(Collection entries)
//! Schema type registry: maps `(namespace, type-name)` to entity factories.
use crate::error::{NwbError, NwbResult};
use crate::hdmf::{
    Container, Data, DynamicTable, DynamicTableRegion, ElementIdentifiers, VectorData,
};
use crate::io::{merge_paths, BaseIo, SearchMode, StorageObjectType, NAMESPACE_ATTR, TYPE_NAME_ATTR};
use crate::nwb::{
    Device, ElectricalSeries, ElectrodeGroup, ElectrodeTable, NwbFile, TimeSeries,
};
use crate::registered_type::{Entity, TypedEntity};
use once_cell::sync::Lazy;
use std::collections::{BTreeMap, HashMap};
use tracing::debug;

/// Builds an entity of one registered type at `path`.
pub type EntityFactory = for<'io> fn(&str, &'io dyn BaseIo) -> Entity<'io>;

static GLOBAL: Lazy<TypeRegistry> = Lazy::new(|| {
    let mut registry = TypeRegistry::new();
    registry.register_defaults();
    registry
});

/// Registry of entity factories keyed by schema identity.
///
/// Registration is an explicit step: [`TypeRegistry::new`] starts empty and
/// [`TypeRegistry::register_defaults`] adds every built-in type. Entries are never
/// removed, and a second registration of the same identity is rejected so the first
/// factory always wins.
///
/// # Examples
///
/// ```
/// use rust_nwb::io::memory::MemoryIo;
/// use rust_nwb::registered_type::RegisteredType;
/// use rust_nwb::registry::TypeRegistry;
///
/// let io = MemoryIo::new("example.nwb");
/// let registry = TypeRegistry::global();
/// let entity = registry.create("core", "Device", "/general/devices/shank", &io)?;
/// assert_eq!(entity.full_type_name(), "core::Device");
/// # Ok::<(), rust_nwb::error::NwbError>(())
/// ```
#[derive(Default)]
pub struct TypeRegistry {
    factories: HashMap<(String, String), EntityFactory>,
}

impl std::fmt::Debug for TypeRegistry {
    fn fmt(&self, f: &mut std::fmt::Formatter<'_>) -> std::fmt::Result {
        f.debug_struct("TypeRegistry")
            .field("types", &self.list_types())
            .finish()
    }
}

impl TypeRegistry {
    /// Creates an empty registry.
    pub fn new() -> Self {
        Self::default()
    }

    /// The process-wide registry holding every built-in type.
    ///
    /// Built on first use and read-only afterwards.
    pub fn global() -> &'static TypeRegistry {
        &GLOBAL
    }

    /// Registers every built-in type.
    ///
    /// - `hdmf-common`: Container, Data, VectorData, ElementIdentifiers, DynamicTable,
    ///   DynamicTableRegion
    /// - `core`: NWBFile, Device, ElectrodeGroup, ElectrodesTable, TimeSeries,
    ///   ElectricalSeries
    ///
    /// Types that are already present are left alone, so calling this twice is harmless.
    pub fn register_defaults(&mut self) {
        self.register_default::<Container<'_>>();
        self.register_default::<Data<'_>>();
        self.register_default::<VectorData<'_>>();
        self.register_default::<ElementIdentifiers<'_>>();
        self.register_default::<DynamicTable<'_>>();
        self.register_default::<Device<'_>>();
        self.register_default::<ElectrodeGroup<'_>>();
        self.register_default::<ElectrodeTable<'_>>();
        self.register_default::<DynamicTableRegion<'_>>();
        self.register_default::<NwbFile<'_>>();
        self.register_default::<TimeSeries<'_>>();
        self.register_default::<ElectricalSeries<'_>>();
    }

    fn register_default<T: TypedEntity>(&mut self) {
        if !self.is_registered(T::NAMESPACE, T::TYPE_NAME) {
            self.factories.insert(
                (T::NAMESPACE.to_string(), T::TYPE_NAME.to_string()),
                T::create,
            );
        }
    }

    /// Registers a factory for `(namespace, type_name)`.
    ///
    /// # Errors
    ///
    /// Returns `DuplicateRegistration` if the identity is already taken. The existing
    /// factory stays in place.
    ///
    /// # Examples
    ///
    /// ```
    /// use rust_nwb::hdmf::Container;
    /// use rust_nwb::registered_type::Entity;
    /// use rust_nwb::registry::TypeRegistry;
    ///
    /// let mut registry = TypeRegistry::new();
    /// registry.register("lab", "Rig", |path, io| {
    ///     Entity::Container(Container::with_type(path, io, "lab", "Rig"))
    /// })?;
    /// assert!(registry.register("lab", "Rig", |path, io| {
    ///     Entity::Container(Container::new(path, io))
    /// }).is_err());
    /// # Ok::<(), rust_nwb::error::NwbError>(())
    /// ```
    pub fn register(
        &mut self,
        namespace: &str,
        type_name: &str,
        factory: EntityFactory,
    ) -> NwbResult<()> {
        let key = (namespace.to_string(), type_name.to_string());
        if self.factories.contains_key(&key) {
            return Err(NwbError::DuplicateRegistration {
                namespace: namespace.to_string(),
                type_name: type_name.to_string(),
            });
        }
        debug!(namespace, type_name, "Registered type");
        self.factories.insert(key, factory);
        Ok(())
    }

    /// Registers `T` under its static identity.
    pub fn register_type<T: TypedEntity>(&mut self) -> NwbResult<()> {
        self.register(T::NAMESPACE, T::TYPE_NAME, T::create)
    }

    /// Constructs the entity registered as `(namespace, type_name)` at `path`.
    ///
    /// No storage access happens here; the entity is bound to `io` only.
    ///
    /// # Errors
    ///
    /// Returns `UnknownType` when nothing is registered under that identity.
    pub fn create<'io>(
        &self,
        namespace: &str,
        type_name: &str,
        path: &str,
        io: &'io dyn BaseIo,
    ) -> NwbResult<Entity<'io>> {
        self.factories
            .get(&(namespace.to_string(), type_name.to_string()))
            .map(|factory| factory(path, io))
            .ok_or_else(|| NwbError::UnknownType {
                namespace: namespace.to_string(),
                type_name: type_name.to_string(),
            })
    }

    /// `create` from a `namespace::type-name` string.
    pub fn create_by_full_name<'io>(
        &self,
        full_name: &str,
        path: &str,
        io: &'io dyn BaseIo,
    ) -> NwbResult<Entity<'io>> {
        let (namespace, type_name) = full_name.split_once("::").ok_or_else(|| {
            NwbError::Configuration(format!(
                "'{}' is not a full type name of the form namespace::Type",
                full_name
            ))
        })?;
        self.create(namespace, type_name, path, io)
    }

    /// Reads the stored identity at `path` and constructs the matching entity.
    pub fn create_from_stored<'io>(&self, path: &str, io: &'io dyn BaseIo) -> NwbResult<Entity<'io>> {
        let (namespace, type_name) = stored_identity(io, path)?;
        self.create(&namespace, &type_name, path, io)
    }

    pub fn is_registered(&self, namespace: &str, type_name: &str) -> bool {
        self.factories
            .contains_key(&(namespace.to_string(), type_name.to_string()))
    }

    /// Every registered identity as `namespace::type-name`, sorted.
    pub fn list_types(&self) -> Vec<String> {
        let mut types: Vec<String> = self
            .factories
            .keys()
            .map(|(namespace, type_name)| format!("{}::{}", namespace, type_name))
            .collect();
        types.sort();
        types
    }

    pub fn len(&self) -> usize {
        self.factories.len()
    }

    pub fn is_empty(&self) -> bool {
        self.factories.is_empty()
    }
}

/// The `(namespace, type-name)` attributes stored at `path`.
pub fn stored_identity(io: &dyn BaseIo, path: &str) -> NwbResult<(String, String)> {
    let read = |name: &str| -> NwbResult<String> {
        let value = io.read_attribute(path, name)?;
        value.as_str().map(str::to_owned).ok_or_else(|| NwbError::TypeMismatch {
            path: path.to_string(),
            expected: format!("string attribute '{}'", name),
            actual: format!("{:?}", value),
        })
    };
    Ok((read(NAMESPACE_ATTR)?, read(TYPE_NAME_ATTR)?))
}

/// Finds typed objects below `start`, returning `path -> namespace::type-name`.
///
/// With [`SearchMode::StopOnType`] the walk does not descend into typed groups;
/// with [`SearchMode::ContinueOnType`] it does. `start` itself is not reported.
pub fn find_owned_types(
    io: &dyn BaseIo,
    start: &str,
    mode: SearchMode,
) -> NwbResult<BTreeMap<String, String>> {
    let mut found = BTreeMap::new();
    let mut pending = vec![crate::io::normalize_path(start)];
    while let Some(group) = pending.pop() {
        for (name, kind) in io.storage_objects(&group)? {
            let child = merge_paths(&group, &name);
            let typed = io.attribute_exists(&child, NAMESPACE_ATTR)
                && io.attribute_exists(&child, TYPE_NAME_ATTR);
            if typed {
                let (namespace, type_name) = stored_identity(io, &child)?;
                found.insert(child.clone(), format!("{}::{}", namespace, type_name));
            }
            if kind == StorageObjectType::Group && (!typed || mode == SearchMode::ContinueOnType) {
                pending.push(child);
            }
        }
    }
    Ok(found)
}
...
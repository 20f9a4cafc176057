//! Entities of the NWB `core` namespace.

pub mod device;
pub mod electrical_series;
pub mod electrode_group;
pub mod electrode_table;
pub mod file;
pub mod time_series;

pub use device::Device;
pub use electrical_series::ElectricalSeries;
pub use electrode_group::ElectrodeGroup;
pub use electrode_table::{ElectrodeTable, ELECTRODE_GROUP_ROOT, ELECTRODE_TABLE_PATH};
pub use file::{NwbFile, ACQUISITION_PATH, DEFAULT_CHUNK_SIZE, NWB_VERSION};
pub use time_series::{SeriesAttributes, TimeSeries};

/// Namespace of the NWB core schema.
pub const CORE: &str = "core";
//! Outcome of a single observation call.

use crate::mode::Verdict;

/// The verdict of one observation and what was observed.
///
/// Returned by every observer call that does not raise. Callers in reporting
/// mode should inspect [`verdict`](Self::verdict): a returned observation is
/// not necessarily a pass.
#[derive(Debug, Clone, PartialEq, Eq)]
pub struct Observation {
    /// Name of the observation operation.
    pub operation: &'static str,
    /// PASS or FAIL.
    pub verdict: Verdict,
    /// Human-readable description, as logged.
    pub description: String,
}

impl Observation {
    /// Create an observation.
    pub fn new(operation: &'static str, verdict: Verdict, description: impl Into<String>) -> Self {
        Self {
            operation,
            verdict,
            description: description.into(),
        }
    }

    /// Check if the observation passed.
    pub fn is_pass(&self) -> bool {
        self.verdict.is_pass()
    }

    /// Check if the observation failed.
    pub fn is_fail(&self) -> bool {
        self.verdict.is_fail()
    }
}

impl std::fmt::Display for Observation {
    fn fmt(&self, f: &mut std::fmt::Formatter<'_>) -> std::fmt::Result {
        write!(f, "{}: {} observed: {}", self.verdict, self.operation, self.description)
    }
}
---
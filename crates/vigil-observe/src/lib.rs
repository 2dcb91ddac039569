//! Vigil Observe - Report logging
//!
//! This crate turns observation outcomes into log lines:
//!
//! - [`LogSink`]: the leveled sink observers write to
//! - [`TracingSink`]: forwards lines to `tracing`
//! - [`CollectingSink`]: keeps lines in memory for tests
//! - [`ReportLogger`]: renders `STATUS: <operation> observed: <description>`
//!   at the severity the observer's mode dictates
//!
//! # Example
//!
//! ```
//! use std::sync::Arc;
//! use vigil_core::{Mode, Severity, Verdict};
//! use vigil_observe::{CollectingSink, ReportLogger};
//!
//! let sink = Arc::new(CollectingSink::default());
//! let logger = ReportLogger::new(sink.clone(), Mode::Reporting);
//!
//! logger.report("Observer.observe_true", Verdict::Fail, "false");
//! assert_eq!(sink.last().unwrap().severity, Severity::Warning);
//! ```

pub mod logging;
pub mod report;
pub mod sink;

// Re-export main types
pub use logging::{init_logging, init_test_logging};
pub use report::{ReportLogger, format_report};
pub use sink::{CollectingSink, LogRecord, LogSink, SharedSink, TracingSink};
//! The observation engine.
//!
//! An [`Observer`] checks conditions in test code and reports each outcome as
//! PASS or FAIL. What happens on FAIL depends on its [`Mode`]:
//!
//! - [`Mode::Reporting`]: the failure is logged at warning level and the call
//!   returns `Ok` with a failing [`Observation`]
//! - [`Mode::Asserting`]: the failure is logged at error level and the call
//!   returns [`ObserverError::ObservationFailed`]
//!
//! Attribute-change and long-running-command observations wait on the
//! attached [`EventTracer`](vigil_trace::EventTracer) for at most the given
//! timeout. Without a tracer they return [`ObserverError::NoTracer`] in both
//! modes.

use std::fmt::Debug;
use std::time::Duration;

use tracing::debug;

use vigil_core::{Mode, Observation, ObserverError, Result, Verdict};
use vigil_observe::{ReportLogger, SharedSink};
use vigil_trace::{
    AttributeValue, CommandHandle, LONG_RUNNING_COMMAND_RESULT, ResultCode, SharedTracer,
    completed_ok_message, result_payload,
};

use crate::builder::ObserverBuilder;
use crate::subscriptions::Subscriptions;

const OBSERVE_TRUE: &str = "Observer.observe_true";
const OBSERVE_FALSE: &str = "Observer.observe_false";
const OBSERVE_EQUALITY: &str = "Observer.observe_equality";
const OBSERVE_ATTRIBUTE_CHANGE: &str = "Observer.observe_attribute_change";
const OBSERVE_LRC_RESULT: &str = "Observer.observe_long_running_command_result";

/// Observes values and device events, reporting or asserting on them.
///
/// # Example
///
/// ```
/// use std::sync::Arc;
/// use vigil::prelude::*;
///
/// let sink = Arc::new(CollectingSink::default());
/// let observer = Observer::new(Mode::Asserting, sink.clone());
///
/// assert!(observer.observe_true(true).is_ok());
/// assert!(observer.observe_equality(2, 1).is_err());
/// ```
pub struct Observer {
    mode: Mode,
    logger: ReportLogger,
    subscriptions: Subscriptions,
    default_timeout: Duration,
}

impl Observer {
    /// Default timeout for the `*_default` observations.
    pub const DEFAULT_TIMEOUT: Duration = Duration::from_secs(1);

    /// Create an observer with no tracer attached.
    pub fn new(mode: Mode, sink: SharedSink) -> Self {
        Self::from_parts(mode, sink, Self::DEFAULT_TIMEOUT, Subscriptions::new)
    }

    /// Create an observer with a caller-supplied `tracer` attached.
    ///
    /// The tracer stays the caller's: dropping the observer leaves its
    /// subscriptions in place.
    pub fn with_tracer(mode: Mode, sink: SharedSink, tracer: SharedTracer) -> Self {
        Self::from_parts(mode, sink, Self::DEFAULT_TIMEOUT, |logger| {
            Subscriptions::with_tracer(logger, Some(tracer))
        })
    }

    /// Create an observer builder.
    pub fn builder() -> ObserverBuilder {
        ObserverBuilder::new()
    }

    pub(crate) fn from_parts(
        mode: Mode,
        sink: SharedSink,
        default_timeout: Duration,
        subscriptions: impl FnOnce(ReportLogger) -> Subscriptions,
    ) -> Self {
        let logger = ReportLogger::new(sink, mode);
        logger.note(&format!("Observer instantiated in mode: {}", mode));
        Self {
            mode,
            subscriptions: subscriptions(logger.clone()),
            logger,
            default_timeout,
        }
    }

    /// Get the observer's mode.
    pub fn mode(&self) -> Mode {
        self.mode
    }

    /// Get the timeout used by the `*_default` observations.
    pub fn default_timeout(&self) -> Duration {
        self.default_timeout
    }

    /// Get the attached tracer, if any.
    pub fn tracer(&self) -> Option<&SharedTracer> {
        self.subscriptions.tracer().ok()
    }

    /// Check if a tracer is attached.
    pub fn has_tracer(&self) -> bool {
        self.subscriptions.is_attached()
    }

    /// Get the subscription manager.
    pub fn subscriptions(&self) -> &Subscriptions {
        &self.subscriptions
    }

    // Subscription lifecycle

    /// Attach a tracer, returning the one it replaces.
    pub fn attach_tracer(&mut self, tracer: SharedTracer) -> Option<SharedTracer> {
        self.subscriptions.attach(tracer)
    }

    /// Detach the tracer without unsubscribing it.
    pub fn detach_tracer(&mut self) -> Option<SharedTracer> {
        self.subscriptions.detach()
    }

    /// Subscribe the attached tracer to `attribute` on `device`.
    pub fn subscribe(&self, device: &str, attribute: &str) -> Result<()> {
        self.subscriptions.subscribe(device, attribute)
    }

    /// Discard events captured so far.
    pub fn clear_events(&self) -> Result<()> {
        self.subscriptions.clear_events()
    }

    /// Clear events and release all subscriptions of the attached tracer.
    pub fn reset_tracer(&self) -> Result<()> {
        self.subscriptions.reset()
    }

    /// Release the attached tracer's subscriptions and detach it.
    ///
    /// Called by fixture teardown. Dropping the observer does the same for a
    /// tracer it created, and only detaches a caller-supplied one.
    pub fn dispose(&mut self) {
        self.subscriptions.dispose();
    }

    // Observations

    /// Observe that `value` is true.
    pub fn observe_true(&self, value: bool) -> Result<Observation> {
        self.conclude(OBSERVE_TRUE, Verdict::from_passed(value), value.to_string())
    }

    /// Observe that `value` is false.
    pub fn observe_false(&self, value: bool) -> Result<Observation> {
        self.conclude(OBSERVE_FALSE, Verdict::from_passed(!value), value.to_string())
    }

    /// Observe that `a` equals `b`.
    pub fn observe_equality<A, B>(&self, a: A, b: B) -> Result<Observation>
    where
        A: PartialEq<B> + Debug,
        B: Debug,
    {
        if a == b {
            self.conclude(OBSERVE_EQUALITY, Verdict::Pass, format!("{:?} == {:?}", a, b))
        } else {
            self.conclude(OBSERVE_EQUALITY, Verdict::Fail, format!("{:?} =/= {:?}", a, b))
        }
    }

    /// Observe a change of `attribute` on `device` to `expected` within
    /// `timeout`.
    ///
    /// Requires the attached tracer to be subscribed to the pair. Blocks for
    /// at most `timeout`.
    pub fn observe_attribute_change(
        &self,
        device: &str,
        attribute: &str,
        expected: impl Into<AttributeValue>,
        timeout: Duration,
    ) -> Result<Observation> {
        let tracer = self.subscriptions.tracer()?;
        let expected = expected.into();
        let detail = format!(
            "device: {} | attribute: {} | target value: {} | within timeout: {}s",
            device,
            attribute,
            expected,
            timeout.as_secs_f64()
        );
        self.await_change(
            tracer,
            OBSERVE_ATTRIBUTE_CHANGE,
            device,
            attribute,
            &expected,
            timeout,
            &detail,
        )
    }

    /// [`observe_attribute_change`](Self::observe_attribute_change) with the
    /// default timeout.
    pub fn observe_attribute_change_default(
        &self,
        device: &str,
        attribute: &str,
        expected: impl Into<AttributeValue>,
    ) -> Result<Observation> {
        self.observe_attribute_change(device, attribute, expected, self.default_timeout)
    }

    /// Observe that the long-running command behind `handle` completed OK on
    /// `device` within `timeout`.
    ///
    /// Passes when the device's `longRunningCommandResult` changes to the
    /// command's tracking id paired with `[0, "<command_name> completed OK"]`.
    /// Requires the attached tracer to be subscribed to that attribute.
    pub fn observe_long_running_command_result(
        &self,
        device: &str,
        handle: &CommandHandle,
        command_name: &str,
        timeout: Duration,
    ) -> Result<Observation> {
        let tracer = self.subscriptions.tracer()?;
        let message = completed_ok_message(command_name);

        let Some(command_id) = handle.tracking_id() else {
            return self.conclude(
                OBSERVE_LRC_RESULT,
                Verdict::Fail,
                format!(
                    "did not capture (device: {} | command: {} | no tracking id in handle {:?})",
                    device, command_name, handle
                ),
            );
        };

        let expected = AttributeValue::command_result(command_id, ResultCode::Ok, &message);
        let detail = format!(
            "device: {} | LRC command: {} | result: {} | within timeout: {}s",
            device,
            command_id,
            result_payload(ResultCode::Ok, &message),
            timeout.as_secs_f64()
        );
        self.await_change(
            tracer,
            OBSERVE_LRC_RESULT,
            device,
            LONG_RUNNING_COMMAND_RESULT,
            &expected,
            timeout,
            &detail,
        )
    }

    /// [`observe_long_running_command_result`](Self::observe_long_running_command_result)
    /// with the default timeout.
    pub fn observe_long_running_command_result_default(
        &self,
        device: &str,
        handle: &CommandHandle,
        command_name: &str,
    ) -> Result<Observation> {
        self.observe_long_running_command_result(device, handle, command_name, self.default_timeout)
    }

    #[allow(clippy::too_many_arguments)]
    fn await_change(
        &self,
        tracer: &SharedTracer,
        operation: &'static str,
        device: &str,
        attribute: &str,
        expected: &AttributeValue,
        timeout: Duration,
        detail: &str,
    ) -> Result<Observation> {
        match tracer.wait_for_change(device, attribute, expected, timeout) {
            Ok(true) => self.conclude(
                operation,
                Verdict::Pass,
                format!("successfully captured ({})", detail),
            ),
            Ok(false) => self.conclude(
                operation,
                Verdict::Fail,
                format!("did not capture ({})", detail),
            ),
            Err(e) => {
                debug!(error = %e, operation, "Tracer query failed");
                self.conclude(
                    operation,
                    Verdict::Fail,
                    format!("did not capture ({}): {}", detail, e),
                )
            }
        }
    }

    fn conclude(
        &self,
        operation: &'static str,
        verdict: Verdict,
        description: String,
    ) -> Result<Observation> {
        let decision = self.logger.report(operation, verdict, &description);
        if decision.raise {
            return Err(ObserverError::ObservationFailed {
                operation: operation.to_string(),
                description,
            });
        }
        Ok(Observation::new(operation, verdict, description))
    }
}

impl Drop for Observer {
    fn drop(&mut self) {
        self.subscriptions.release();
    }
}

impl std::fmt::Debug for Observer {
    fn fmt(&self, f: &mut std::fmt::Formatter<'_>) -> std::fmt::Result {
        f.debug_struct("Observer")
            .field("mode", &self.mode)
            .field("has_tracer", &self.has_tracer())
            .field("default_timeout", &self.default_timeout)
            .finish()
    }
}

What is required:
Check each line of the entries, and copy the ones that contain "ObserverBuilder".

Solution to the problem:
use crate::builder::ObserverBuilder;
    pub fn builder() -> ObserverBuilder {
        ObserverBuilder::new()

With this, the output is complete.